- [The input]
◆ ◆ ◆ ◆ ◆ ◆ ◆
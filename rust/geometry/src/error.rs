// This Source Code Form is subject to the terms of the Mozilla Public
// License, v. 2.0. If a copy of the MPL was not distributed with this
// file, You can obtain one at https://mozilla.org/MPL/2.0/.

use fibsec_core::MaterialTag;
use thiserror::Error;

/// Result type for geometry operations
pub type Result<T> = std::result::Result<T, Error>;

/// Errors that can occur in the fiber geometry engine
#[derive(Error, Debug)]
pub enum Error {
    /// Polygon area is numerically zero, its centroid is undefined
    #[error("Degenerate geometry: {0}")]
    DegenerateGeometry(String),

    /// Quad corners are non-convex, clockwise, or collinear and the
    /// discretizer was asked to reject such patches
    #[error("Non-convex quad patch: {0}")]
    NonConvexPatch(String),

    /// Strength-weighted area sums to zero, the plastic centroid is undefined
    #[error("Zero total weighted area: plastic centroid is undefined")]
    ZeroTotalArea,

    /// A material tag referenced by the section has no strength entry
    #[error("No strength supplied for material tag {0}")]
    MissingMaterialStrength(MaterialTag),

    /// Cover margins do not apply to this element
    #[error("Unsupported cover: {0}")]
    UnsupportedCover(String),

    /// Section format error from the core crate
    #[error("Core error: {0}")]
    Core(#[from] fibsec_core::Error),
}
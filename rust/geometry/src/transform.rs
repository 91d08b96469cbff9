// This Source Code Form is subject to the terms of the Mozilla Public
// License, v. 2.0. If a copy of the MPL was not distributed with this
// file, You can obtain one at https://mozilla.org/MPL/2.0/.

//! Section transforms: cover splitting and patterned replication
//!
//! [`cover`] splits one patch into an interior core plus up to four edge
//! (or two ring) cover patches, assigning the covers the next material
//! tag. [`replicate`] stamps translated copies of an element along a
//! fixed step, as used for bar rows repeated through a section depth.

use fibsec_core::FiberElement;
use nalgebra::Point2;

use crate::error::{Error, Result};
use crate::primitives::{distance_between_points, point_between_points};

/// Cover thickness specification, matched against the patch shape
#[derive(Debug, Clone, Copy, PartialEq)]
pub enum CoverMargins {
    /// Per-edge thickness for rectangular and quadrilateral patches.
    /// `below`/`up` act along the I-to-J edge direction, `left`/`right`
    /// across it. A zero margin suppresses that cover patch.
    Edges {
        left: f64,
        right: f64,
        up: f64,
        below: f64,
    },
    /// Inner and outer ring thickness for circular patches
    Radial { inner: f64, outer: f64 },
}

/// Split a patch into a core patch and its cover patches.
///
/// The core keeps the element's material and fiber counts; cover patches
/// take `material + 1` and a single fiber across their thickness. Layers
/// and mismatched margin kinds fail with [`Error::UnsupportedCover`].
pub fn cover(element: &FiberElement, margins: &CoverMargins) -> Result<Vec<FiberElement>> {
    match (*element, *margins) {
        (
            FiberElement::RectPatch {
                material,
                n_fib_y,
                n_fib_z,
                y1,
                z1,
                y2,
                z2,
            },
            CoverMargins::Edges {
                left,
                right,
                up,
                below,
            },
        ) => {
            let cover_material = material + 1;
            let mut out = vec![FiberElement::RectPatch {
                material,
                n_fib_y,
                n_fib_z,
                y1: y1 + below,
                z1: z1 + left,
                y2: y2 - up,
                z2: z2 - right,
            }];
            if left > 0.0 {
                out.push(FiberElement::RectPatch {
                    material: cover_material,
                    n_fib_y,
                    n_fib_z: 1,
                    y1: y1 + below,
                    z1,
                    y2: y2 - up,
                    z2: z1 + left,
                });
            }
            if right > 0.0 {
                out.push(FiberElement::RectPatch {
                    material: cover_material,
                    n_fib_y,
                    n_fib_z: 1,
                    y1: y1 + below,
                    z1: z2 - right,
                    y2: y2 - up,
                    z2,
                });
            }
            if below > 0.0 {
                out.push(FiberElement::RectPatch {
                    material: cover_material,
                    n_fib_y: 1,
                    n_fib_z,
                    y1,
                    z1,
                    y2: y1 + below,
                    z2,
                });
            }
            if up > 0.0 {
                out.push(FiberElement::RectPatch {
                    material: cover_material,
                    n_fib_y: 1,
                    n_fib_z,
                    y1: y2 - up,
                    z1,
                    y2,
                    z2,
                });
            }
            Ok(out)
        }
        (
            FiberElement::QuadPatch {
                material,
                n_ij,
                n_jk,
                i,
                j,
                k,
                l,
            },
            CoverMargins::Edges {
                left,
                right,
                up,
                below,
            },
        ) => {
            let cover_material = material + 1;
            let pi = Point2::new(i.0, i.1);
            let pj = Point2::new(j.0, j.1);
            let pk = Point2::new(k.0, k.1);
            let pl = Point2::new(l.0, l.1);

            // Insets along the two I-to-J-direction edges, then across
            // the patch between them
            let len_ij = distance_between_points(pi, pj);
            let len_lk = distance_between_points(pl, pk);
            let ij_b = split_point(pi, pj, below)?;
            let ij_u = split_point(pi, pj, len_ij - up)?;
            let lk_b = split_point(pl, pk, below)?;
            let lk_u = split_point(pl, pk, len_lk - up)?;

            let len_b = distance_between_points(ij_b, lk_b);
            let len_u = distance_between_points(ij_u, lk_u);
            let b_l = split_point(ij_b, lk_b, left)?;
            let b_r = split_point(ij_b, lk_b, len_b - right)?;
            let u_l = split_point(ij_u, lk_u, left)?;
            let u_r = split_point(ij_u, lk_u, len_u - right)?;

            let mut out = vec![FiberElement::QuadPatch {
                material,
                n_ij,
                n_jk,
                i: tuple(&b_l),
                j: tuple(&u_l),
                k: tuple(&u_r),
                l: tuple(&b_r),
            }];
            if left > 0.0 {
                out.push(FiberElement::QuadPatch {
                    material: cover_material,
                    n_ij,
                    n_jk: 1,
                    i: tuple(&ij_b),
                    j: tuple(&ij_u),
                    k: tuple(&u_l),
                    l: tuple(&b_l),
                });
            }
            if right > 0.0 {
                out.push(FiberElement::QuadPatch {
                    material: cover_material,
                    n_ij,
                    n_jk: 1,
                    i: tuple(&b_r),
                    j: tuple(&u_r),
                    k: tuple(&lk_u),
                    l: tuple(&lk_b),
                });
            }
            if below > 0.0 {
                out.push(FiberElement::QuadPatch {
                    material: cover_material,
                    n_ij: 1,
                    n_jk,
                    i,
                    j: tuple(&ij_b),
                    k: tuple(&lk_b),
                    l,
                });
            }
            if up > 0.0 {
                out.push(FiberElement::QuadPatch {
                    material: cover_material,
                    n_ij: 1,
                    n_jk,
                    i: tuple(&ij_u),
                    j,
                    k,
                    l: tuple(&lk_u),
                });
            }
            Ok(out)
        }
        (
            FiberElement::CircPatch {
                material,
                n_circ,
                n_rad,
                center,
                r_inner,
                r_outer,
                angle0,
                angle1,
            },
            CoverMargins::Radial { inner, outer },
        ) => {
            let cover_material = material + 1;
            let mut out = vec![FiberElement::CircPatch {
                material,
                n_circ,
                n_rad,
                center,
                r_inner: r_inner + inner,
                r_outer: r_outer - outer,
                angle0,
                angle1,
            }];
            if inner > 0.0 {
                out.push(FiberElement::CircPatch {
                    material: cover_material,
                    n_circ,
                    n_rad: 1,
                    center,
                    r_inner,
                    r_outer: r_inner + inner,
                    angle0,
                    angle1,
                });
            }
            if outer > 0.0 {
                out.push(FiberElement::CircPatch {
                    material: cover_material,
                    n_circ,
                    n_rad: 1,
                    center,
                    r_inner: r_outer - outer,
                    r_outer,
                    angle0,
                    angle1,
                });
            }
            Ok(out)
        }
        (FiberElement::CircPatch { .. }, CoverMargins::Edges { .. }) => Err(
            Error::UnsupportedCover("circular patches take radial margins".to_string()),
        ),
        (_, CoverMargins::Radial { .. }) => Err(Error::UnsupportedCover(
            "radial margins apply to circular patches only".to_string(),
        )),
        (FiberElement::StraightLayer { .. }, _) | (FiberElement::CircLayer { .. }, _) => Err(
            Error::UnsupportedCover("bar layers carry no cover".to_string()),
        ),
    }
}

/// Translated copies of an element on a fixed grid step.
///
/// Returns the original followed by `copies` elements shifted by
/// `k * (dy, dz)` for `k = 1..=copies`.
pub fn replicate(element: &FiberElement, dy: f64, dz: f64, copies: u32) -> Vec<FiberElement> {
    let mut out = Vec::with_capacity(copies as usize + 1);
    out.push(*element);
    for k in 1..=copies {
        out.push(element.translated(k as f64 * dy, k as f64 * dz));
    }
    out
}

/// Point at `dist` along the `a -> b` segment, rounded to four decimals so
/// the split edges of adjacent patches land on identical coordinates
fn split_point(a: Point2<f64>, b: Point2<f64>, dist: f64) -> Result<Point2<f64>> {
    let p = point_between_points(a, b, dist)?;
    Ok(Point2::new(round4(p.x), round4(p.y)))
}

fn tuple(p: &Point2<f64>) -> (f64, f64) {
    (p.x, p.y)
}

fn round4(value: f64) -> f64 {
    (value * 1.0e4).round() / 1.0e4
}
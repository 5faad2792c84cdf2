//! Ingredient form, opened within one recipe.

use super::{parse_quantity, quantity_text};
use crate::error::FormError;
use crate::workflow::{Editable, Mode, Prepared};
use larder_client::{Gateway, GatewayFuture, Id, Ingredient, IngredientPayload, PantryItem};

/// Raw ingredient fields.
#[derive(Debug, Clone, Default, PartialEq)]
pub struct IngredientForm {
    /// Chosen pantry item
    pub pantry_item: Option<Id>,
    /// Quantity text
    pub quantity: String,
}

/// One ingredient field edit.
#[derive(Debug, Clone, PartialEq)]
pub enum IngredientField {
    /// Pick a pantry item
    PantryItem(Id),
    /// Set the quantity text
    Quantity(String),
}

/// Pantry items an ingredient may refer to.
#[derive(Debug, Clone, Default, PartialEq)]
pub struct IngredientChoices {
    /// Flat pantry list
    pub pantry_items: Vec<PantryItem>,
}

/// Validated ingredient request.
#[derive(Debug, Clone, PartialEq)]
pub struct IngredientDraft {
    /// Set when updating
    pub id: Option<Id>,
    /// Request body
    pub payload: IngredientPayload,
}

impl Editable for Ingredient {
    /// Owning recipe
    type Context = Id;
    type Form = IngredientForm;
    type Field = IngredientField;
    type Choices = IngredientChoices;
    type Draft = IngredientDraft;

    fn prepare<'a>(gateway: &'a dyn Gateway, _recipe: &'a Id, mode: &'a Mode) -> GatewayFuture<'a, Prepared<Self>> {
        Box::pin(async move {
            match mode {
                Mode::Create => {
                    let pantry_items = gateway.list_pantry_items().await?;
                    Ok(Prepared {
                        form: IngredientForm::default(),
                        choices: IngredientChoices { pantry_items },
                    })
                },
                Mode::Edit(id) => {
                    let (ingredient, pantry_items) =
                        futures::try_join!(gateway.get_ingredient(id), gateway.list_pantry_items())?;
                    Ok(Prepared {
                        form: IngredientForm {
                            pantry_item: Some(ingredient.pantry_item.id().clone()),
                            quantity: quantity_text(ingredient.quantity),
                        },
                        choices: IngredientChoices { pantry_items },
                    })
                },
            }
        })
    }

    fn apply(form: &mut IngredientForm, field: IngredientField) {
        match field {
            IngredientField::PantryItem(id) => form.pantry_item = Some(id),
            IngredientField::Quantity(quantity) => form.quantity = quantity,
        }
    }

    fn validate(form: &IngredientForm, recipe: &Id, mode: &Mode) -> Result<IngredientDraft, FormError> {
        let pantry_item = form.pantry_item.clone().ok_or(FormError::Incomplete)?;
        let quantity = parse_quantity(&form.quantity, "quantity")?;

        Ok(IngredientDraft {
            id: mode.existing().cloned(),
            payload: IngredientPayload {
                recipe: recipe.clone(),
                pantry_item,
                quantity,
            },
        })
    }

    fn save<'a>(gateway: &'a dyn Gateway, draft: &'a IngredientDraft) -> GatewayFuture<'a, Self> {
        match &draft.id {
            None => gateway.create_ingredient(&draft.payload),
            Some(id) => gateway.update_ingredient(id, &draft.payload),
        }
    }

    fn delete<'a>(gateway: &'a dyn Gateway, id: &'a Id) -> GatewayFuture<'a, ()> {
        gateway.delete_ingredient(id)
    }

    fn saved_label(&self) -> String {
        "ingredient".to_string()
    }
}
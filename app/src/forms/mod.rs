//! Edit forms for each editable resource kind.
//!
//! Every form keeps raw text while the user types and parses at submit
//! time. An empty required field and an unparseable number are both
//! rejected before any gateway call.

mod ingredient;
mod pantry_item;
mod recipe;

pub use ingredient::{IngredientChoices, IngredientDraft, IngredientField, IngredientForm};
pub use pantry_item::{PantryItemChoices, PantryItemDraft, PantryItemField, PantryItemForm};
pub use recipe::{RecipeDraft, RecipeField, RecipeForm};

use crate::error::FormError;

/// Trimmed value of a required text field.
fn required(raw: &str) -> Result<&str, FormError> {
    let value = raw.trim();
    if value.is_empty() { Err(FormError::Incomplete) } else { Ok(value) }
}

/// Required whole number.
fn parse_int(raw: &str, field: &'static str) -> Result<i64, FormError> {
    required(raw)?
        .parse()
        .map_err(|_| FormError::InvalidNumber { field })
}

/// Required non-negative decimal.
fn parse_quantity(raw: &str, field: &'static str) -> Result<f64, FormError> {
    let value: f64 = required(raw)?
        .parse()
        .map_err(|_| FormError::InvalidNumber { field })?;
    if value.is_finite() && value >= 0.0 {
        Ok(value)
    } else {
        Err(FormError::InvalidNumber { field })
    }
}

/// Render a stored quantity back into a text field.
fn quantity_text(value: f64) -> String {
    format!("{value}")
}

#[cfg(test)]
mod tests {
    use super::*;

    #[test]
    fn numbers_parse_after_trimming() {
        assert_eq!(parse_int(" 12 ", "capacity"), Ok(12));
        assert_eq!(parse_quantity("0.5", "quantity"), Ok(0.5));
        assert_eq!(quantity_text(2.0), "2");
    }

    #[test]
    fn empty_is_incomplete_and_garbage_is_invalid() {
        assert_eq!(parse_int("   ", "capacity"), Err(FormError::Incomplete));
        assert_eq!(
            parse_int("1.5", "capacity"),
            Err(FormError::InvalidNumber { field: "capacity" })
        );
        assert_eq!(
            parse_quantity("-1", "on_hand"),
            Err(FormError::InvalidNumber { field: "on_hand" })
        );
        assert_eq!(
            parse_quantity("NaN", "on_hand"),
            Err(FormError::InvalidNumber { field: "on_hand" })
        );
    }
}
◆ ◆ ◆ ◆ ◆ ◆ ◆
- [What is needed] Reproduce only this range: the first line of the data above through the line with "no strength entry", both included, exactly as written.

- [Your response]
filename rust/geometry/src/error.rs
// This Source Code Form is subject to the terms of the Mozilla Public
// License, v. 2.0. If a copy of the MPL was not distributed with this
// file, You can obtain one at https://mozilla.org/MPL/2.0/.

use fibsec_core::MaterialTag;
use thiserror::Error;

/// Result type for geometry operations
pub type Result<T> = std::result::Result<T, Error>;

/// Errors that can occur in the fiber geometry engine
#[derive(Error, Debug)]
pub enum Error {
    /// Polygon area is numerically zero, its centroid is undefined
    #[error("Degenerate geometry: {0}")]
    DegenerateGeometry(String),

    /// Quad corners are non-convex, clockwise, or collinear and the
    /// discretizer was asked to reject such patches
    #[error("Non-convex quad patch: {0}")]
    NonConvexPatch(String),

    /// Strength-weighted area sums to zero, the plastic centroid is undefined
    #[error("Zero total weighted area: plastic centroid is undefined")]
    ZeroTotalArea,

    /// A material tag referenced by the section has no strength entry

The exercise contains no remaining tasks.